Extracted information =
impl KernelLibrary {
    pub fn builtin() -> Self {
        let mut lib = Self::default();
        lib.register(KernelSpec {
            name: EMPHASIS,
            bindings: 2,
            push_size: EmphasisPush::SIZE,
            local_size: [64, 1, 1],
            requires_int64: false,
            requires_fp64: false,
            entry: emphasis_kernel,
            wgsl: Some(EMPHASIS_WGSL),
        });
        lib.register(KernelSpec {
            name: TONE,
            bindings: 1,
            push_size: TonePush::SIZE,
            local_size: [64, 1, 1],
            requires_int64: false,
            requires_fp64: true,
            entry: tone_kernel,
            wgsl: None,
        });
        lib.register(KernelSpec {
            name: TONE_F32,
            bindings: 1,
            push_size: ToneTurnsPush::SIZE,
            local_size: [64, 1, 1],
            requires_int64: false,
            requires_fp64: false,
            entry: tone_f32_kernel,
            wgsl: Some(TONE_F32_WGSL),
        });
        lib.register(KernelSpec {
            name: FFT_STAGE,
            bindings: 2,
            push_size: FftStagePush::SIZE,
            local_size: [64, 1, 1],
            requires_int64: false,
            requires_fp64: false,
            entry: fft_stage_kernel,
            wgsl: Some(FFT_STAGE_WGSL),
        });
        lib.register(KernelSpec {
            name: SPECTRUM_DB,
            bindings: 2,
            push_size: SpectrumPush::SIZE,
            local_size: [64, 1, 1],
            requires_int64: false,
            requires_fp64: false,
            entry: spectrum_db_kernel,
            wgsl: Some(SPECTRUM_DB_WGSL),
        });
        lib
    }

    pub fn register(&mut self, spec: KernelSpec) {
        self.kernels.insert(spec.name, spec);
    }

    pub fn get(&self, name: &str) -> Option<&KernelSpec> {
        self.kernels.get(name)
    }

    pub fn names(&self) -> impl Iterator<Item = &&'static str> {
        self.kernels.keys()
    }
}

/// Push-constant block of a kernel
pub trait PushConstants {
    fn to_bytes(&self) -> Vec<u8>;
}

pub const EMPHASIS: &str = "emphasis";
pub const TONE: &str = "tone";
/// Single-precision tone for devices without 64-bit floats
pub const TONE_F32: &str = "tone-f32";
/// One radix-2 Stockham pass over interleaved complex f32
pub const FFT_STAGE: &str = "fft-stage";
/// Single-sided magnitude in dB of a complex spectrum
pub const SPECTRUM_DB: &str = "spectrum-db";

/// `out[i] = (in[i + tap] * c + in[i] * p) * scale` for `i < count`
#[derive(Debug, Clone, Copy, PartialEq)]
pub struct EmphasisPush {
    pub count: u32,
    pub samples_per_tap: u32,
    pub c: f32,
    pub p: f32,
    pub scale: f32,
}

impl EmphasisPush {
    pub const SIZE: usize = 20;
}

impl PushConstants for EmphasisPush {
    fn to_bytes(&self) -> Vec<u8> {
        let mut out = Vec::with_capacity(Self::SIZE);
        out.extend_from_slice(&self.count.to_le_bytes());
        out.extend_from_slice(&self.samples_per_tap.to_le_bytes());
        out.extend_from_slice(&self.c.to_le_bytes());
        out.extend_from_slice(&self.p.to_le_bytes());
        out.extend_from_slice(&self.scale.to_le_bytes());
        out
    }
}

fn emphasis_kernel(inv: &mut KernelInvocation<'_>) {
    let count = inv.push_u32(0) as usize;
    let tap = inv.push_u32(4) as usize;
    let c = inv.push_f32(8);
    let p = inv.push_f32(12);
    let scale = inv.push_f32(16);

    let n = count
        .min(inv.invocations())
        .min(inv.len_f32(1))
        .min(inv.len_f32(0).saturating_sub(tap));
    for i in 0..n {
        let v = (inv.load_f32(0, i + tap) * c + inv.load_f32(0, i) * p) * scale;
        inv.store_f32(1, i, v);
    }
}

/// `out[i] = bias + half_amplitude * sin(i * radians_per_sample + start_phase)`
#[derive(Debug, Clone, Copy, PartialEq)]
pub struct TonePush {
    pub radians_per_sample: f64,
    pub start_phase: f64,
    pub half_amplitude: f32,
    pub bias: f32,
    pub count: u32,
}

impl TonePush {
    pub const SIZE: usize = 32;
}

impl PushConstants for TonePush {
    fn to_bytes(&self) -> Vec<u8> {
        let mut out = Vec::with_capacity(Self::SIZE);
        out.extend_from_slice(&self.radians_per_sample.to_le_bytes());
        out.extend_from_slice(&self.start_phase.to_le_bytes());
        out.extend_from_slice(&self.half_amplitude.to_le_bytes());
        out.extend_from_slice(&self.bias.to_le_bytes());
        out.extend_from_slice(&self.count.to_le_bytes());
        out.extend_from_slice(&0u32.to_le_bytes());
        out
    }
}

const EMPHASIS_WGSL: &str = r#"
struct Params {
    count: u32,
    tap: u32,
    c: f32,
    p: f32,
    scale: f32,
}

@group(0) @binding(0) var<storage, read> src: array<f32>;
@group(0) @binding(1) var<storage, read_write> dst: array<f32>;
@group(0) @binding(2) var<uniform> params: Params;

@compute @workgroup_size(64)
fn main(@builtin(global_invocation_id) id: vec3<u32>) {
    let i = id.x;
    if (i >= params.count || i >= arrayLength(&dst) || i + params.tap >= arrayLength(&src)) {
        return;
    }
    dst[i] = (src[i + params.tap] * params.c + src[i] * params.p) * params.scale;
}
"#;

fn tone_kernel(inv: &mut KernelInvocation<'_>) {
    let rps = inv.push_f64(0);
    let phase = inv.push_f64(8);
    let half = inv.push_f32(16) as f64;
    let bias = inv.push_f32(20) as f64;
    let count = inv.push_u32(24) as usize;

    let n = count.min(inv.invocations()).min(inv.len_f32(0));
    for i in 0..n {
        let v = bias + half * (i as f64 * rps + phase).sin();
        inv.store_f32(0, i, v as f32);
    }
}

/// Samples per block of the turn accumulator in [`ToneTurnsPush`]
pub const TONE_BLOCK: u32 = 1024;

/// Tone phase in turns, split so single precision keeps long records accurate.
///
/// Sample `i` sits at `fract(i / B * block_turns) + (i % B) * turns_per_sample
/// + start_turns` turns, where `B` is [`TONE_BLOCK`] and `block_turns` is the
/// fractional phase advance of one block, computed on the host.
#[derive(Debug, Clone, Copy, PartialEq)]
pub struct ToneTurnsPush {
    pub turns_per_sample: f32,
    pub block_turns: f32,
    pub start_turns: f32,
    pub half_amplitude: f32,
    pub bias: f32,
    pub count: u32,
}

impl ToneTurnsPush {
    pub const SIZE: usize = 24;

    /// Phase terms for `cycles_per_sample` and a start phase in radians
    pub fn new(cycles_per_sample: f64, start_phase: f64, half_amplitude: f32, bias: f32, count: u32) -> Self {
        let per_sample = cycles_per_sample.rem_euclid(1.0);
        Self {
            turns_per_sample: per_sample as f32,
            block_turns: (per_sample * TONE_BLOCK as f64).rem_euclid(1.0) as f32,
            start_turns: (start_phase / std::f64::consts::TAU).rem_euclid(1.0) as f32,
            half_amplitude,
            bias,
            count,
        }
    }
}

impl PushConstants for ToneTurnsPush {
    fn to_bytes(&self) -> Vec<u8> {
        let mut out = Vec::with_capacity(Self::SIZE);
        out.extend_from_slice(&self.turns_per_sample.to_le_bytes());
        out.extend_from_slice(&self.block_turns.to_le_bytes());
        out.extend_from_slice(&self.start_turns.to_le_bytes());
        out.extend_from_slice(&self.half_amplitude.to_le_bytes());
        out.extend_from_slice(&self.bias.to_le_bytes());
        out.extend_from_slice(&self.count.to_le_bytes());
        out
    }
}

fn tone_f32_kernel(inv: &mut KernelInvocation<'_>) {
    let per_sample = inv.push_f32(0);
    let per_block = inv.push_f32(4);
    let start = inv.push_f32(8);
    let half = inv.push_f32(12);
    let bias = inv.push_f32(16);
    let count = inv.push_u32(20) as usize;

    let n = count.min(inv.invocations()).min(inv.len_f32(0));
    for i in 0..n {
        let block = (i / TONE_BLOCK as usize) as f32;
        let within = (i % TONE_BLOCK as usize) as f32;
        let turns = (block * per_block).fract() + within * per_sample + start;
        let v = bias + half * (std::f32::consts::TAU * turns.fract()).sin();
        inv.store_f32(0, i, v);
    }
}

const TONE_F32_WGSL: &str = r#"
struct Params {
    turns_per_sample: f32,
    block_turns: f32,
    start_turns: f32,
    half_amplitude: f32,
    bias: f32,
    count: u32,
}

@group(0) @binding(0) var<storage, read_write> samples: array<f32>;
@group(0) @binding(1) var<uniform> params: Params;

@compute @workgroup_size(64)
fn main(@builtin(global_invocation_id) id: vec3<u32>) {
    let i = id.x;
    if (i >= params.count || i >= arrayLength(&samples)) {
        return;
    }
    let block_index = f32(i / 1024u);
    let within = f32(i % 1024u);
    let turns = fract(block_index * params.block_turns) + within * params.turns_per_sample + params.start_turns;
    samples[i] = params.bias + params.half_amplitude * sin(6.283185307179586 * fract(turns));
}
"#;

Task prompt =
Among the lines above, return those that contain the string "scale".

Response area =
/// `out[i] = (in[i + tap] * c + in[i] * p) * scale` for `i < count`
    pub scale: f32,
        out.extend_from_slice(&self.scale.to_le_bytes());
    let scale = inv.push_f32(16);
        let v = (inv.load_f32(0, i + tap) * c + inv.load_f32(0, i) * p) * scale;
    scale: f32,
    dst[i] = (src[i + params.tap] * params.c + src[i] * params.p) * params.scale;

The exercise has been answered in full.